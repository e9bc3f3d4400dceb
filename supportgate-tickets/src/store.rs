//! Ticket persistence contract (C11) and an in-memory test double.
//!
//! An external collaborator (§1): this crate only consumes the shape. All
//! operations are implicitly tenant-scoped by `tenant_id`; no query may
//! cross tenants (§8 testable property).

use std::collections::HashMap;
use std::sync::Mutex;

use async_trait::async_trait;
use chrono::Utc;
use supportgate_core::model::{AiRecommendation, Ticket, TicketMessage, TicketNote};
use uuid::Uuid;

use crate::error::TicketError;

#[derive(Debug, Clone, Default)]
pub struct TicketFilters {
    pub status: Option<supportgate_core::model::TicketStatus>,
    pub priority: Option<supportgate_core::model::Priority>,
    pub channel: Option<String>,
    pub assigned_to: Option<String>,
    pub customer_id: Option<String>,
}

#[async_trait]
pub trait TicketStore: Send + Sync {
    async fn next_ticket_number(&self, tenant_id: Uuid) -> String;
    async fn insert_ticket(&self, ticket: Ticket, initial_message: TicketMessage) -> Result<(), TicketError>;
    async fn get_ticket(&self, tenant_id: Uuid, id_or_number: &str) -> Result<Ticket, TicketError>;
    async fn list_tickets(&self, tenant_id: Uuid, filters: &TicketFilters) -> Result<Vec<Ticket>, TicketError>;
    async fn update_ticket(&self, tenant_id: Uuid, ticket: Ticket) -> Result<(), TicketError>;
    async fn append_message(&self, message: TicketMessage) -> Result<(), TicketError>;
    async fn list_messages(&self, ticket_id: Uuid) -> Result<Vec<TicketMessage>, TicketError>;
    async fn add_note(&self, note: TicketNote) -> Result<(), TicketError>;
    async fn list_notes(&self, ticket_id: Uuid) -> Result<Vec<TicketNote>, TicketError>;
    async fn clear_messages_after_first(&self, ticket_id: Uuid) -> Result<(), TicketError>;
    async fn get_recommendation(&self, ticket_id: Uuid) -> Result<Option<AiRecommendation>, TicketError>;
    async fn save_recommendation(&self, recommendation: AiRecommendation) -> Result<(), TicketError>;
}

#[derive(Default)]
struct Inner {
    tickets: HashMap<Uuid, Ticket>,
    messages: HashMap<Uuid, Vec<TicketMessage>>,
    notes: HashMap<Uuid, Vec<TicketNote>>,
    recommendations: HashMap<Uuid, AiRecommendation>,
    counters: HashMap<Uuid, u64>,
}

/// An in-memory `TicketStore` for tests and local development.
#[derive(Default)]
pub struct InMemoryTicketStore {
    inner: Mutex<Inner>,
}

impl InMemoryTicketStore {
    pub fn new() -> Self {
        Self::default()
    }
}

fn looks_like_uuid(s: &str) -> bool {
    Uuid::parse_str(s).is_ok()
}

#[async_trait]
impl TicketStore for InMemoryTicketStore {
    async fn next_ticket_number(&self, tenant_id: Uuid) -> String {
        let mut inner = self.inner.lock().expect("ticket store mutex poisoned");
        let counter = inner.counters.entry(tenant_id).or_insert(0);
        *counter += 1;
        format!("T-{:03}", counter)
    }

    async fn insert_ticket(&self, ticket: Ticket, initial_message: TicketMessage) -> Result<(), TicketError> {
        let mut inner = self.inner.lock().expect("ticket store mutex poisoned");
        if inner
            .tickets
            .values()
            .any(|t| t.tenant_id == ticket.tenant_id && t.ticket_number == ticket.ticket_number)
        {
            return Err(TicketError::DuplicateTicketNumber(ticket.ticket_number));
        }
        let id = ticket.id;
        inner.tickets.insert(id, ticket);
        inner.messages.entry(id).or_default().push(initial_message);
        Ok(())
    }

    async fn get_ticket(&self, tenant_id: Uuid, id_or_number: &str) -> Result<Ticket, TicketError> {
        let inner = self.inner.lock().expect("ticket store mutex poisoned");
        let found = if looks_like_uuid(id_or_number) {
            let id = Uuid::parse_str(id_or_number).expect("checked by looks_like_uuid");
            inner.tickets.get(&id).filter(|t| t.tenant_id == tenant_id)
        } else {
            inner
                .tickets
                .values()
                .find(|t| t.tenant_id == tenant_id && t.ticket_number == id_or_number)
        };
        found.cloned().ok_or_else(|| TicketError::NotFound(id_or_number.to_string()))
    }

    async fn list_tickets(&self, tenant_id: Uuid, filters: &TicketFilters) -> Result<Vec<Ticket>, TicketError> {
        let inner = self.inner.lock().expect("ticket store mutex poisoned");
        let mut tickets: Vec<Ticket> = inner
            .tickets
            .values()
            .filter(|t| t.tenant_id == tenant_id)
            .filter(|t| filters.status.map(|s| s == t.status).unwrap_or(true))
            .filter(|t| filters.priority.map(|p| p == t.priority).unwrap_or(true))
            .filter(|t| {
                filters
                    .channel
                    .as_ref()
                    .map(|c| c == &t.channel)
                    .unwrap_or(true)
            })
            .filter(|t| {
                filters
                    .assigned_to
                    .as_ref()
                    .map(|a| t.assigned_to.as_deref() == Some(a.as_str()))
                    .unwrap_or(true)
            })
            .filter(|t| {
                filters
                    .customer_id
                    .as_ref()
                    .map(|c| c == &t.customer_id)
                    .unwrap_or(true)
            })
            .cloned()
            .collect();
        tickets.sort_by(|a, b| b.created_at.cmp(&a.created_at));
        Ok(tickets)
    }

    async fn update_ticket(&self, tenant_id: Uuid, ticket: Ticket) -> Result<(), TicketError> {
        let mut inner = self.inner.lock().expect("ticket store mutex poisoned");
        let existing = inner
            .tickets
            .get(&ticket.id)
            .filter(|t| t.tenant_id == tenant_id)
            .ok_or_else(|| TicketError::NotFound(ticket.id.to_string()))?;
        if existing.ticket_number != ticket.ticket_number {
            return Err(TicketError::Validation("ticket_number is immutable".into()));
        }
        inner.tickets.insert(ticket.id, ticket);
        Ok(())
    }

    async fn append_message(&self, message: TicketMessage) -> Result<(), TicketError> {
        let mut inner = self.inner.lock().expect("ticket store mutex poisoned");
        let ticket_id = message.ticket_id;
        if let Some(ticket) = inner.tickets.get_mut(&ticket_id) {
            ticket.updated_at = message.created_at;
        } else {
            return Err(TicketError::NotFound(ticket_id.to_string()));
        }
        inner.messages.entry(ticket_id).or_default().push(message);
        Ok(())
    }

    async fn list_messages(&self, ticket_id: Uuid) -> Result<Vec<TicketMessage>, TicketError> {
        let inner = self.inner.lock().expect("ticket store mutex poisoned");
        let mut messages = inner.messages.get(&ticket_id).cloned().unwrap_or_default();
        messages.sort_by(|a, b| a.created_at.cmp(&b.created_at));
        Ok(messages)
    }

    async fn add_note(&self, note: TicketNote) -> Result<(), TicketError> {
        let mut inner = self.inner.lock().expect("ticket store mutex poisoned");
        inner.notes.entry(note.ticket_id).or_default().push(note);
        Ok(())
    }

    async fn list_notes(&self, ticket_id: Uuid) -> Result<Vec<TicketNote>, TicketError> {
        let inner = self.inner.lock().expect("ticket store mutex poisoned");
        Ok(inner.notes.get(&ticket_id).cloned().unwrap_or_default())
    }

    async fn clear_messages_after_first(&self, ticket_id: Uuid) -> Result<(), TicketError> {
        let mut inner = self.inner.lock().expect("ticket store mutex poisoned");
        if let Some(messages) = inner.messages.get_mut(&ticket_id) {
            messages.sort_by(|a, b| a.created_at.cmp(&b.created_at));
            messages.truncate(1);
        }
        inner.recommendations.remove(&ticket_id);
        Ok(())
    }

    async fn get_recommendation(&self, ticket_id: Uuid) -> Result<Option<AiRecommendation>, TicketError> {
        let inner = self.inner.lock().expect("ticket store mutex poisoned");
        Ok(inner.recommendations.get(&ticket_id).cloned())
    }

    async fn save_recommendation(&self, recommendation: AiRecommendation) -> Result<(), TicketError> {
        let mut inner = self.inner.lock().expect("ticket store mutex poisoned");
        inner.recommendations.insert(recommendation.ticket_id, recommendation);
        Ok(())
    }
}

▬▬▬▬▬▬

Task item | Using the listing above, list every line in which the string "cloned" occurs.

Answer area |
        found.cloned().ok_or_else(|| TicketError::NotFound(id_or_number.to_string()))
            .cloned()
        let mut messages = inner.messages.get(&ticket_id).cloned().unwrap_or_default();
        Ok(inner.notes.get(&ticket_id).cloned().unwrap_or_default())
        Ok(inner.recommendations.get(&ticket_id).cloned())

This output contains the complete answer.